Selayang Pandang, Kesultanan Negeri Trengganu
Sejarah awal berdirinya Kesultanan Terengganu belum dapat dipastikan. Sejarah keberadaan kesultanan ini dapat dirunut dari beberapa fakta sejarah berikut ini. Saudagar asal China, Chao Ju Kua menyebutkan bahwa pada tahun 1225 M, Negeri Terengganu pernah menjadi bagian dari wilayah jajahan Palembang. Kitab Negarakertagama yang ditulis oleh Prapanca pada tahun 1365 juga menyebutkan bahwa Terengganu, Paka, dan Dungun pernah di bawah taklukan Majapahit. Hal itu membuktikan bahwa Terengganu memang pernah ada dalam sejarah.
Diperkirakan Kesultanan Terengganu berdiri sebelum abad ke-18. Terengganu pernah berada di bawah kekuasaan Kerajaan Johor. Ketika itu yang bertugas memerintah Terengganu adalah tiga orang pembesar Kerajaan Johor, yaitu Paduka Megat Seri Rama beserta Laksamana dan Bendahara Hasan. Tun Zain Indera kemudian meneruskan tugas mereka. Tiga anak Tun Zain Indera, yaitu Tun Yuan, Tun Sulaiman (Tok Raja Kilat), dan Tun Ismail kemudian memerintah Terengganu. Tepatnya, Tun Ismail memerintah di Pantai Layang (Balik Bukit Kuala Terengganu), sedangkan Tun Yuan sebagai Bendahara dan Tun Ismail sebagai Menteri Tersat.
Dalam perkembangan selanjutnya, Tun Zainal Abidin bin Bendahara Tun Habib Abdul Majid (Bendahara Padang Saujana) mendirikan Kesultanan Terengganu, sebuah kesultanan Melayu yang berdiri sendiri. Diperkirakan Tun Zainal Abidin menjadi Sultan Terengganu I pada tahun 1708 M. Hal ini didasarkan pada bukti arkeologis, yaitu berupa uang logam emas Terengganu yang mencantumkan nama Sultan Zainal Abidin I dan keterangan tahunnya pada 1120 H (yang bersamaan dengan tahun 1708 M).

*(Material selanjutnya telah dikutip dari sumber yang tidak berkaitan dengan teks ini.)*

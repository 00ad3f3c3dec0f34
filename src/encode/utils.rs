/*
 * Copyright Bret Ambrose. All Rights Reserved.
 * SPDX-License-Identifier: Apache-2.0.
 */

use crate::error::{MqttError, MqttResult};
use crate::mqtt::UserProperty;

use log::*;

pub(crate) const MAXIMUM_VARIABLE_LENGTH_INTEGER : usize = (1usize << 28) - 1;

pub(crate) fn compute_variable_length_integer_encode_size(value: usize) -> MqttResult<usize> {
    if value < 1usize << 7 {
        Ok(1)
    } else if value < 1usize << 14 {
        Ok(2)
    } else if value < 1usize << 21 {
        Ok(3)
    } else if value < 1usize << 28 {
        Ok(4)
    } else {
        error!("Packet Encode - value exceeds maximum variable length integer");
        Err(MqttError::new_encoding_failure("value exceeds maximum variable length integer"))
    }
}

pub(crate) fn encode_vli(value: u32, dest: &mut Vec<u8>) -> MqttResult<()> {
    if value as usize > MAXIMUM_VARIABLE_LENGTH_INTEGER {
        error!("Packet Encode - value exceeds maximum variable length integer");
        return Err(MqttError::new_encoding_failure("value exceeds maximum variable length integer"));
    }

    let mut remaining = value;
    loop {
        let mut byte = (remaining & 0x7F) as u8;
        remaining >>= 7;
        if remaining > 0 {
            byte |= 0x80;
        }

        dest.push(byte);

        if remaining == 0 {
            return Ok(());
        }
    }
}

pub(crate) fn write_u16(dest: &mut Vec<u8>, value: u16) {
    dest.extend_from_slice(&value.to_be_bytes());
}

pub(crate) fn write_u32(dest: &mut Vec<u8>, value: u32) {
    dest.extend_from_slice(&value.to_be_bytes());
}

pub(crate) fn write_length_prefixed_string(dest: &mut Vec<u8>, value: &str) {
    write_u16(dest, value.len() as u16);
    dest.extend_from_slice(value.as_bytes());
}

// None is written as a zero-length value
pub(crate) fn write_length_prefixed_optional_string(dest: &mut Vec<u8>, value: &Option<String>) {
    match value {
        Some(string_value) => { write_length_prefixed_string(dest, string_value); }
        None => { write_u16(dest, 0); }
    }
}

pub(crate) fn write_length_prefixed_bytes(dest: &mut Vec<u8>, value: &[u8]) {
    write_u16(dest, value.len() as u16);
    dest.extend_from_slice(value);
}

pub(crate) fn write_user_properties(dest: &mut Vec<u8>, properties: &Option<Vec<UserProperty>>) {
    if let Some(property_list) = properties {
        for property in property_list {
            dest.push(crate::mqtt::utils::PROPERTY_KEY_USER_PROPERTY);
            write_length_prefixed_string(dest, &property.name);
            write_length_prefixed_string(dest, &property.value);
        }
    }
}

/*
 * Property section length-computation helpers.  Lengths include the property key byte.
 */

macro_rules! add_optional_u8_property_length {
    ($target: ident, $optional_value: expr) => {
        if $optional_value.is_some() {
            $target += 2;
        }
    };
}

pub(crate) use add_optional_u8_property_length;

macro_rules! add_optional_u16_property_length {
    ($target: ident, $optional_value: expr) => {
        if $optional_value.is_some() {
            $target += 3;
        }
    };
}

pub(crate) use add_optional_u16_property_length;

macro_rules! add_optional_u32_property_length {
    ($target: ident, $optional_value: expr) => {
        if $optional_value.is_some() {
            $target += 5;
        }
    };
}

pub(crate) use add_optional_u32_property_length;

macro_rules! add_optional_string_property_length {
    ($target: ident, $optional_value: expr) => {
        if let Some(value) = &$optional_value {
            $target += 3 + value.len();
        }
    };
}

pub(crate) use add_optional_string_property_length;

macro_rules! add_optional_bytes_property_length {
    ($target: ident, $optional_value: expr) => {
        if let Some(value) = &$optional_value {
            $target += 3 + value.len();
        }
    };
}

pub(crate) use add_optional_bytes_property_length;

pub(crate) fn compute_user_properties_length(properties: &Option<Vec<UserProperty>>) -> usize {
    let mut total = 0;
    if let Some(property_list) = properties {
        // 1 byte key + 2 * 2 byte length prefixes per property
        total = property_list.iter().fold(0, |acc, property| acc + 5 + property.name.len() + property.value.len());
    }

    total
}

/*
 * Property-encoding helpers.  The optional variants write nothing when the value is None.
 */

macro_rules! encode_optional_u8_property {
    ($dest: expr, $key: expr, $optional_value: expr) => {
        if let Some(value) = $optional_value {
            $dest.push($key);
            $dest.push(value);
        }
    };
}

pub(crate) use encode_optional_u8_property;

macro_rules! encode_optional_u16_property {
    ($dest: expr, $key: expr, $optional_value: expr) => {
        if let Some(value) = $optional_value {
            $dest.push($key);
            write_u16($dest, value);
        }
    };
}

pub(crate) use encode_optional_u16_property;

macro_rules! encode_optional_u32_property {
    ($dest: expr, $key: expr, $optional_value: expr) => {
        if let Some(value) = $optional_value {
            $dest.push($key);
            write_u32($dest, value);
        }
    };
}

pub(crate) use encode_optional_u32_property;

macro_rules! encode_optional_enum_property {
    ($dest: expr, $key: expr, $optional_value: expr) => {
        if let Some(value) = $optional_value {
            $dest.push($key);
            $dest.push(value as u8);
        }
    };
}

pub(crate) use encode_optional_enum_property;

macro_rules! encode_optional_boolean_property {
    ($dest: expr, $key: expr, $optional_value: expr) => {
        if let Some(value) = $optional_value {
            $dest.push($key);
            $dest.push(value as u8);
        }
    };
}

pub(crate) use encode_optional_boolean_property;

macro_rules! encode_optional_string_property {
    ($dest: expr, $key: expr, $optional_value: expr) => {
        if let Some(value) = &$optional_value {
            $dest.push($key);
            write_length_prefixed_string($dest, value);
        }
    };
}

pub(crate) use encode_optional_string_property;

macro_rules! encode_optional_bytes_property {
    ($dest: expr, $key: expr, $optional_value: expr) => {
        if let Some(value) = &$optional_value {
            $dest.push($key);
            write_length_prefixed_bytes($dest, value);
        }
    };
}

pub(crate) use encode_optional_bytes_property;

/// Describes which optional properties a size-constrained encoding pass should include.
///
/// When an outbound packet does not fit within the connection's maximum packet size,
/// optional properties get shed in a fixed order: user properties first, then the reason
/// string.  Mandatory fields are never dropped; a packet whose mandatory encoding exceeds
/// the limit simply cannot be sent.
#[derive(Copy, Clone, Debug, Eq, PartialEq)]
pub(crate) enum PropertyInclusion {

    /// Include every property present on the packet
    All,

    /// Include everything except user properties
    NoUserProperties,

    /// Include only properties required for the packet to be semantically complete
    RequiredOnly,
}

const PROPERTY_INCLUSION_LEVELS : [PropertyInclusion; 3] = [PropertyInclusion::All, PropertyInclusion::NoUserProperties, PropertyInclusion::RequiredOnly];

pub(crate) fn compute_total_packet_size(total_remaining_length: u32) -> MqttResult<u32> {
    let remaining_length_encoding_size = compute_variable_length_integer_encode_size(total_remaining_length as usize)?;
    Ok(1 + remaining_length_encoding_size as u32 + total_remaining_length)
}

// a maximum packet size of zero means no limit
pub(crate) fn fits_within_maximum_packet_size(total_remaining_length: u32, maximum_packet_size: u32) -> MqttResult<bool> {
    if maximum_packet_size == 0 {
        return Ok(true);
    }

    Ok(compute_total_packet_size(total_remaining_length)? <= maximum_packet_size)
}

/// Finds the most-inclusive property inclusion level whose encoding fits within the
/// maximum packet size.  `compute_fn` maps an inclusion level to the packet's
/// (total remaining length, property section length) pair at that level.
///
/// Returns None when even the required-only encoding exceeds the maximum packet size.
pub(crate) fn select_property_inclusion<F>(maximum_packet_size: u32, compute_fn: F) -> MqttResult<Option<(PropertyInclusion, u32, u32)>>
    where F : Fn(PropertyInclusion) -> MqttResult<(u32, u32)>
{
    for inclusion in PROPERTY_INCLUSION_LEVELS {
        let (total_remaining_length, property_section_length) = compute_fn(inclusion)?;
        if fits_within_maximum_packet_size(total_remaining_length, maximum_packet_size)? {
            return Ok(Some((inclusion, total_remaining_length, property_section_length)));
        }
    }

    Ok(None)
}

macro_rules! define_ack_packet_lengths_function {
    ($function_name: ident, $packet_type: ident, $reason_code_success: path) => {
        fn $function_name(packet: &$packet_type, inclusion: PropertyInclusion) -> MqttResult<(u32, u32)> {
            let mut property_section_length = 0;

            if inclusion == PropertyInclusion::All {
                property_section_length += compute_user_properties_length(&packet.user_properties);
            }

            if inclusion != PropertyInclusion::RequiredOnly {
                add_optional_string_property_length!(property_section_length, packet.reason_string);
            }

            if property_section_length == 0 {
                if packet.reason_code == $reason_code_success {
                    /* Success can be expressed with a 2-byte remaining length */
                    return Ok((2, 0));
                }

                return Ok((3, 0));
            }

            let total_remaining_length : usize = 3 + property_section_length + compute_variable_length_integer_encode_size(property_section_length)?;

            Ok((total_remaining_length as u32, property_section_length as u32))
        }
    };
}

pub(crate) use define_ack_packet_lengths_function;

macro_rules! define_ack_packet_encoding_function {
    ($function_name: ident, $packet_type: ident, $packet_type_as_string: expr, $lengths_function_name: ident, $first_byte: expr) => {
        pub(crate) fn $function_name(packet: &$packet_type, context: &EncodingContext, dest: &mut Vec<u8>) -> MqttResult<usize> {
            let start = dest.len();

            if context.protocol_version != ProtocolVersion::Mqtt5 {
                if !fits_within_maximum_packet_size(2, context.maximum_packet_size)? {
                    debug!("{}Packet Encode - packet does not fit within the maximum packet size", $packet_type_as_string);
                    return Ok(0);
                }

                dest.push($first_byte);
                encode_vli(2, dest)?;
                write_u16(dest, packet.packet_id);

                return Ok(dest.len() - start);
            }

            let selection = select_property_inclusion(context.maximum_packet_size, |inclusion| { $lengths_function_name(packet, inclusion) })?;
            let Some((inclusion, total_remaining_length, property_section_length)) = selection else {
                debug!("{}Packet Encode - packet does not fit within the maximum packet size", $packet_type_as_string);
                return Ok(0);
            };

            dest.push($first_byte);
            encode_vli(total_remaining_length, dest)?;
            write_u16(dest, packet.packet_id);

            if total_remaining_length == 2 {
                return Ok(dest.len() - start);
            }

            dest.push(packet.reason_code as u8);

            if total_remaining_length == 3 {
                return Ok(dest.len() - start);
            }

            encode_vli(property_section_length, dest)?;

            if inclusion != PropertyInclusion::RequiredOnly {
                encode_optional_string_property!(dest, PROPERTY_KEY_REASON_STRING, packet.reason_string);
            }

            if inclusion == PropertyInclusion::All {
                write_user_properties(dest, &packet.user_properties);
            }

            Ok(dest.len() - start)
        }
    };
}

pub(crate) use define_ack_packet_encoding_function;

Ada dua versi sumber yang menyebutkan tentang pengangkatan Tun Zainal Abidin sebagai Sultan Terengganu dengan gelar Sultan Zainal Abidin I. Dalam kitab Tuhfat an-Nafis karya Raja Ali Haji, disebutkan bahwa pengangkatan tersebut dilakukan oleh Daeng Menampuk atau Raja Tua, yang mendapat perintah dari Sultan Sulaiman Badrul Alam Syah Johor. Dalam sumber lain, Hikayat Johor Serta Pahang, disebutkan bahwa pengangkatan tersebut dilakukan oleh Phra Nang Chau Yang, Raja Patani. Dalam hikayat ini juga disebutkan bahwa Tun Zainal Abidin datang ke Patani terkait dengan rencananya untuk membunuh Laksamana Johor, Paduka Raja Wan Abdul Rahman, pada tahun 1688 M. Ketika berada di Patani, Tun Zainal Abidin dijadikan anak angkat oleh Raja Phra Nang Chau Yang.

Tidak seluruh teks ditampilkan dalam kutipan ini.